There was a ~$325mm hack of a blockchain bridge called Wormhole yesterday. Even if you aren't interesting in crypto, interesting software development lessons to be learned from this one. What a bridge is, how it happened, and some structural weaknesses of the ecosystem that need to be addressed.

A bridge allows you to move your tokens cross chain. It's like being able to exchange dollar values for gift cards at two different stores.

First, you deposit your tokens in a wallet or contract on the source chain (let's say Ethereum). In the Wormhole case, a centralized service then watches those transactions and mints new "wrapped" tokens on the destination chain that are 1:1 with the sent token. When tokens are exchanged back, the "wrapped" tokens get destroyed.

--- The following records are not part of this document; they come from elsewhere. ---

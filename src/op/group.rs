use rustc_hash::FxHashMap;
use std::hash::Hash;
use std::slice;
use std::vec;

/// 分组：一个键与共享该键的有序成员子序列。
#[derive(Debug, Clone, PartialEq, Eq)]
pub struct Grouping<K, T> {
    key: K,
    items: Vec<T>,
}

impl<K, T> Grouping<K, T> {
    pub fn key(&self) -> &K {
        &self.key
    }

    pub fn items(&self) -> &[T] {
        &self.items
    }

    pub fn len(&self) -> usize {
        self.items.len()
    }

    pub fn is_empty(&self) -> bool {
        self.items.is_empty()
    }

    pub fn into_items(self) -> Vec<T> {
        self.items
    }
}

impl<K, T> IntoIterator for Grouping<K, T> {
    type Item = T;
    type IntoIter = vec::IntoIter<T>;

    fn into_iter(self) -> Self::IntoIter {
        self.items.into_iter()
    }
}

impl<'a, K, T> IntoIterator for &'a Grouping<K, T> {
    type Item = &'a T;
    type IntoIter = slice::Iter<'a, T>;

    fn into_iter(self) -> Self::IntoIter {
        self.items.iter()
    }
}

/// 分组适配器：按键函数划分分组并逐组输出。
///
/// 任一键的最终成员须到输入结束才能确定，故首次拉取时物化整个源，
/// 仅支持有限序列。分组顺序为各键首次出现的顺序，组内维持原有顺序。
pub struct GroupBy<I: Iterator, K, F> {
    source: Option<(I, F)>,
    groups: Option<vec::IntoIter<Grouping<K, I::Item>>>,
}

impl<I: Iterator, K, F> GroupBy<I, K, F> {
    pub(crate) fn new(source: I, key_fn: F) -> Self {
        GroupBy { source: Some((source, key_fn)), groups: None }
    }
}

impl<I, K, F> Iterator for GroupBy<I, K, F>
where
    I: Iterator,
    K: Eq + Hash + Clone,
    F: FnMut(&I::Item) -> K,
{
    type Item = Grouping<K, I::Item>;

    fn next(&mut self) -> Option<Self::Item> {
        if let Some((source, key_fn)) = self.source.take() {
            self.groups = Some(collect_groups(source, key_fn).into_iter());
        }
        self.groups.as_mut()?.next()
    }
}

/// 多值映射：键到共享该键的有序值列表。
///
/// 与唯一映射不同，重复键的值依次累积。分组顺序为各键首次出现的顺序。
pub struct Lookup<K, T> {
    groups: Vec<Grouping<K, T>>,
    index: FxHashMap<K, usize>,
}

impl<K: Eq + Hash + Clone, T> Lookup<K, T> {
    pub(crate) fn build<I, F>(source: I, key_fn: F) -> Self
    where
        I: Iterator<Item = T>,
        F: FnMut(&T) -> K,
    {
        let groups = collect_groups(source, key_fn);
        let index = groups.iter().enumerate().map(|(slot, group)| (group.key.clone(), slot)).collect();
        Lookup { groups, index }
    }

    pub fn get(&self, key: &K) -> Option<&[T]> {
        self.index.get(key).map(|&slot| self.groups[slot].items())
    }

    /// 返回指定键的成员，键不存在时返回空切片而不报错。
    pub fn items(&self, key: &K) -> &[T] {
        self.get(key).unwrap_or(&[])
    }

    pub fn contains_key(&self, key: &K) -> bool {
        self.index.contains_key(key)
    }

    /// 分组数量
    pub fn len(&self) -> usize {
        self.groups.len()
    }

    pub fn is_empty(&self) -> bool {
        self.groups.is_empty()
    }

    pub fn iter(&self) -> slice::Iter<'_, Grouping<K, T>> {
        self.groups.iter()
    }
}

impl<K, T> IntoIterator for Lookup<K, T> {
    type Item = Grouping<K, T>;
    type IntoIter = vec::IntoIter<Grouping<K, T>>;

    fn into_iter(self) -> Self::IntoIter {
        self.groups.into_iter()
    }
}

impl<'a, K, T> IntoIterator for &'a Lookup<K, T> {
    type Item = &'a Grouping<K, T>;
    type IntoIter = slice::Iter<'a, Grouping<K, T>>;

    fn into_iter(self) -> Self::IntoIter {
        self.groups.iter()
    }
}

fn collect_groups<I, K, F>(source: I, mut key_fn: F) -> Vec<Grouping<K, I::Item>>
where
    I: Iterator,
    K: Eq + Hash + Clone,
    F: FnMut(&I::Item) -> K,
{
    let mut index: FxHashMap<K, usize> = FxHashMap::default();
    let mut groups: Vec<Grouping<K, I::Item>> = Vec::new();
    for item in source {
        let key = key_fn(&item);
        let slot = *index.entry(key.clone()).or_insert_with(|| {
            groups.push(Grouping { key, items: Vec::new() });
            groups.len() - 1
        });
        groups[slot].items.push(item);
    }
    groups
}

#[cfg(test)]
mod tests {
    use super::*;
    use crate::Seq;

    #[test]
    fn test_group_by_parity() {
        let groups: Vec<_> = Seq::of([1, 2, 3, 4, 5]).group_by(|x| x % 2 == 0).to_list();
        assert_eq!(groups.len(), 2);
        // false的键首次出现在元素1，分组排在前面
        assert_eq!(groups[0].key(), &false);
        assert_eq!(groups[0].items(), &[1, 3, 5]);
        assert_eq!(groups[1].key(), &true);
        assert_eq!(groups[1].items(), &[2, 4]);
    }

    #[test]
    fn test_group_by_empty() {
        assert_eq!(Seq::of(Vec::<i32>::new()).group_by(|x| x % 2).count(), 0);
    }

    #[test]
    fn test_group_by_preserves_source_order_within_group() {
        let groups: Vec<_> = Seq::of(["ab", "cd", "a", "ef", "b"]).group_by(|s| s.len()).to_list();
        assert_eq!(groups[0].key(), &2);
        assert_eq!(groups[0].items(), &["ab", "cd", "ef"]);
        assert_eq!(groups[1].key(), &1);
        assert_eq!(groups[1].items(), &["a", "b"]);
    }

    #[test]
    fn test_grouping_iteration() {
        let groups: Vec<_> = Seq::of([1, 2, 3]).group_by(|x| x % 2).to_list();
        let odd: Vec<i32> = (&groups[0]).into_iter().copied().collect();
        assert_eq!(odd, vec![1, 3]);
        assert_eq!(groups[0].len(), 2);
        assert!(!groups[0].is_empty());
    }

    #[test]
    fn test_lookup_accumulates_duplicate_keys() {
        let lookup = Seq::of([1, 2, 3, 4, 5]).to_lookup(|x| x % 2);
        assert_eq!(lookup.len(), 2);
        assert_eq!(lookup.items(&1), &[1, 3, 5]);
        assert_eq!(lookup.items(&0), &[2, 4]);
        assert_eq!(lookup.get(&2), None);
        assert_eq!(lookup.items(&2), &[] as &[i32]);
        assert!(lookup.contains_key(&0));
        assert!(!lookup.contains_key(&7));
    }

    #[test]
    fn test_lookup_first_occurrence_order() {
        let lookup = Seq::of([1, 2, 3, 4, 5]).to_lookup(|x| x % 2);
        let keys: Vec<i32> = lookup.iter().map(|group| *group.key()).collect();
        assert_eq!(keys, vec![1, 0]);
    }

    #[test]
    fn test_collect_groups_direct() {
        let groups = collect_groups([1i32, 1, 2].into_iter(), |x| *x);
        assert_eq!(groups.len(), 2);
        assert_eq!(groups[0].items(), &[1, 1]);
        assert_eq!(groups[1].items(), &[2]);
    }
}
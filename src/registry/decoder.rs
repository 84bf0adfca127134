//! Response decoding: codepage bytes → CSV rows.

use encoding_rs::Encoding;

use crate::error::{Result, SchtasksError};

/// Codepage the utility writes on a Japanese-locale host (cp932).
pub const DEFAULT_CODEPAGE: &str = "windows-31j";

/// Decodes the utility's standard output into rows of string fields.
#[derive(Debug, Clone, Copy)]
pub struct ResponseDecoder {
    encoding: &'static Encoding,
}

impl Default for ResponseDecoder {
    fn default() -> Self {
        Self {
            encoding: encoding_rs::SHIFT_JIS,
        }
    }
}

impl ResponseDecoder {
    /// Create a decoder for a WHATWG encoding label (e.g. `"windows-31j"`, `"utf-8"`).
    ///
    /// # Errors
    ///
    /// Returns [`SchtasksError::Config`] if the label is not recognised.
    pub fn for_label(label: &str) -> Result<Self> {
        let encoding = Encoding::for_label(label.trim().as_bytes())
            .ok_or_else(|| SchtasksError::Config(format!("unknown codepage label: {label}")))?;
        Ok(Self { encoding })
    }

    /// Name of the underlying encoding.
    pub fn encoding_name(&self) -> &'static str {
        self.encoding.name()
    }

    /// Decode strictly and strip every carriage return.
    ///
    /// # Errors
    ///
    /// Returns [`SchtasksError::Decode`] on the first malformed byte sequence.
    pub fn decode_text(&self, bytes: &[u8]) -> Result<String> {
        let text = self
            .encoding
            .decode_without_bom_handling_and_without_replacement(bytes)
            .ok_or(SchtasksError::Decode {
                encoding: self.encoding.name(),
            })?;
        Ok(text.replace('\r', ""))
    }

    /// Decode with replacement characters; used for mutation output, which never fails.
    pub fn decode_lossy(&self, bytes: &[u8]) -> String {
        let (text, _had_errors) = self.encoding.decode_without_bom_handling(bytes);
        text.replace('\r', "")
    }

    /// Decode `bytes` and split them into CSV rows.
    ///
    /// Rows whose first field is empty are dropped; the rest keep their order.
    ///
    /// # Errors
    ///
    /// Returns [`SchtasksError::Decode`] for invalid bytes.
    pub fn decode_rows(&self, bytes: &[u8]) -> Result<Vec<Vec<String>>> {
        let text = self.decode_text(bytes)?;
        parse_rows(&text)
    }
}

/// Split already-decoded text into CSV rows, dropping blank-first-field rows.
///
/// An unterminated quote closes its field at end of input rather than failing.
///
/// # Errors
///
/// Returns [`SchtasksError::Csv`] only if the CSV reader reports a failure,
/// which flexible parsing of in-memory text does not produce in practice.
pub fn parse_rows(text: &str) -> Result<Vec<Vec<String>>> {
    let mut reader = csv::ReaderBuilder::new()
        .has_headers(false)
        .flexible(true)
        .from_reader(text.as_bytes());

    let mut rows = Vec::new();
    for record in reader.records() {
        let record = record?;
        if record.get(0).is_none_or(str::is_empty) {
            continue;
        }
        rows.push(record.iter().map(str::to_owned).collect());
    }
    Ok(rows)
}
//! Shared helpers for integration tests.
//!
//! [`FakeScheduler`] stands in for the `schtasks` binary: it keeps an
//! in-memory task table, answers the same argument vectors, and writes its
//! output in cp932 with CRLF line endings.

use std::cell::RefCell;
use std::collections::BTreeMap;
use std::path::Path;

use schtasks_admin::{Config, ProcessOutput, ProcessRunner, TaskRecord, TaskRegistry};

/// One registered task in the fake table.
#[derive(Debug, Clone)]
pub(crate) struct FakeTask {
    pub(crate) task_to_run: String,
    pub(crate) schedule: String,
    pub(crate) status: String,
    pub(crate) enabled: bool,
}

/// In-memory imitation of the task-scheduling utility.
#[derive(Default)]
pub(crate) struct FakeScheduler {
    tasks: RefCell<BTreeMap<String, FakeTask>>,
    calls: RefCell<Vec<Vec<String>>>,
    /// Extra verbose rows emitted for a task, one per additional trigger.
    extra_rows: RefCell<BTreeMap<String, usize>>,
}

impl FakeScheduler {
    /// Fake pre-populated with ready tasks.
    pub(crate) fn with_tasks(names: &[&str]) -> Self {
        let fake = Self::default();
        for name in names {
            fake.tasks.borrow_mut().insert(
                (*name).to_owned(),
                FakeTask {
                    task_to_run: format!("C:\\jobs\\{name}.cmd"),
                    schedule: "DAILY".to_owned(),
                    status: "Ready".to_owned(),
                    enabled: true,
                },
            );
        }
        fake
    }

    /// Make verbose queries for `name` return `extra` additional rows first.
    pub(crate) fn add_trigger_rows(&self, name: &str, extra: usize) {
        self.extra_rows.borrow_mut().insert(name.to_owned(), extra);
    }

    pub(crate) fn task(&self, name: &str) -> Option<FakeTask> {
        self.tasks.borrow().get(name).cloned()
    }

    pub(crate) fn calls(&self) -> Vec<Vec<String>> {
        self.calls.borrow().clone()
    }

    fn verbose_row(name: &str, task: &FakeTask, status: &str) -> String {
        let mut fields: Vec<String> = TaskRecord::FIELD_NAMES
            .iter()
            .map(|f| format!("<{f}>"))
            .collect();
        fields[0] = "HOST".to_owned();
        fields[1] = name.to_owned();
        fields[3] = status.to_owned();
        fields[8] = task.task_to_run.clone();
        fields[11] = if task.enabled { "有効" } else { "無効" }.to_owned();
        fields[18] = task.schedule.clone();
        let quoted: Vec<String> = fields
            .iter()
            .map(|f| format!("\"{}\"", f.replace('"', "\"\"")))
            .collect();
        quoted.join(",") + "\r\n"
    }

    fn handle(&self, args: &[String]) -> (i32, String, String) {
        let arg = |i: usize| args.get(i).map(String::as_str).unwrap_or_default();
        let not_found = || {
            (
                1,
                String::new(),
                "エラー: 指定されたファイルが見つかりません。\r\n".to_owned(),
            )
        };
        let ok = || (0, "成功: 完了しました。\r\n".to_owned(), String::new());

        let mut tasks = self.tasks.borrow_mut();
        match (arg(0), arg(1)) {
            ("/Query", "/NH") if arg(2) == "/FO" => {
                let mut out = String::new();
                for (name, task) in tasks.iter() {
                    out.push_str(&format!("\"{name}\",\"N/A\",\"{}\"\r\n", task.status));
                }
                // Folder separators show up as blank rows.
                out.push_str("\"\",\"\",\"\"\r\n");
                (0, out, String::new())
            }
            ("/Query", "/NH") if arg(2) == "/TN" => match tasks.get(arg(3)) {
                Some(task) => {
                    let extra = self.extra_rows.borrow().get(arg(3)).copied().unwrap_or(0);
                    let mut out = String::new();
                    for _ in 0..extra {
                        out.push_str(&Self::verbose_row(arg(3), task, "Stale"));
                    }
                    out.push_str(&Self::verbose_row(arg(3), task, &task.status));
                    (0, out, String::new())
                }
                None => not_found(),
            },
            ("/Create", "/TN") => {
                if tasks.contains_key(arg(2)) {
                    return (1, String::new(), "エラー: タスクは既に存在します。\r\n".to_owned());
                }
                tasks.insert(
                    arg(2).to_owned(),
                    FakeTask {
                        task_to_run: arg(4).to_owned(),
                        schedule: arg(6).to_owned(),
                        status: "Ready".to_owned(),
                        enabled: true,
                    },
                );
                ok()
            }
            ("/Change", "/TN") => match tasks.get_mut(arg(2)) {
                Some(task) => {
                    match arg(3) {
                        "/ENABLE" => task.enabled = true,
                        "/DISABLE" => {
                            task.enabled = false;
                            task.status = "Disabled".to_owned();
                        }
                        _ => {
                            task.task_to_run = arg(4).to_owned();
                            task.schedule = arg(6).to_owned();
                        }
                    }
                    if task.enabled && task.status == "Disabled" {
                        task.status = "Ready".to_owned();
                    }
                    ok()
                }
                None => not_found(),
            },
            ("/Run", "/TN") => match tasks.get_mut(arg(2)) {
                Some(task) if task.status == "Running" => (
                    0,
                    "警告: タスクは既に実行中です。\r\n".to_owned(),
                    String::new(),
                ),
                Some(task) => {
                    task.status = "Running".to_owned();
                    ok()
                }
                None => not_found(),
            },
            ("/End", "/TN") => match tasks.get_mut(arg(2)) {
                Some(task) => {
                    task.status = "Ready".to_owned();
                    ok()
                }
                None => not_found(),
            },
            ("/Delete", "/TN") if arg(3) == "/F" => match tasks.remove(arg(2)) {
                Some(_) => ok(),
                None => not_found(),
            },
            _ => (
                1,
                String::new(),
                "エラー: 無効な引数です。\r\n".to_owned(),
            ),
        }
    }
}

impl ProcessRunner for FakeScheduler {
    fn run(&self, _program: &Path, args: &[String]) -> schtasks_admin::Result<ProcessOutput> {
        self.calls.borrow_mut().push(args.to_vec());
        let (code, stdout, stderr) = self.handle(args);
        Ok(ProcessOutput {
            status_code: Some(code),
            stdout: encode_cp932(&stdout),
            stderr: encode_cp932(&stderr),
        })
    }
}

/// Encode text the way a Japanese-locale host writes console output.
pub(crate) fn encode_cp932(text: &str) -> Vec<u8> {
    let (bytes, _, had_errors) = encoding_rs::SHIFT_JIS.encode(text);
    assert!(!had_errors, "test text must be representable in cp932");
    bytes.into_owned()
}

/// Registry client over a fake scheduler with default settings.
pub(crate) fn registry(fake: FakeScheduler) -> TaskRegistry<FakeScheduler> {
    TaskRegistry::with_runner(fake, "schtasks", &Config::default()).expect("default config is valid")
}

Bridges are vulnerable to exploits on either side of the bridge. Exploits happen in all sorts of ways. In this case, there was an exploit in smart contract code the destination blockchain. There are much more elaborate hacks, but this one was a simple oversight:

if (condition1 == condition2)

the above returns true when condition1 and condition2 are false. The author really meant:

if (condition1 && condition2)

There are much more elaborate hacks: a 51% attack where you control 51% of the nodes in a blockchain and can reverse transactions (send a transaction, get tokens on the new blockchain, reverse the original transaction).

Some thoughts on the inherent weaknesses of the system:

In the end, the lost $325mm was actually made whole by Wormhole. We don't know who the mysterious backer is and there aren't many institutions that can cover this loss this quickly. Maybe this is the cost of doing business?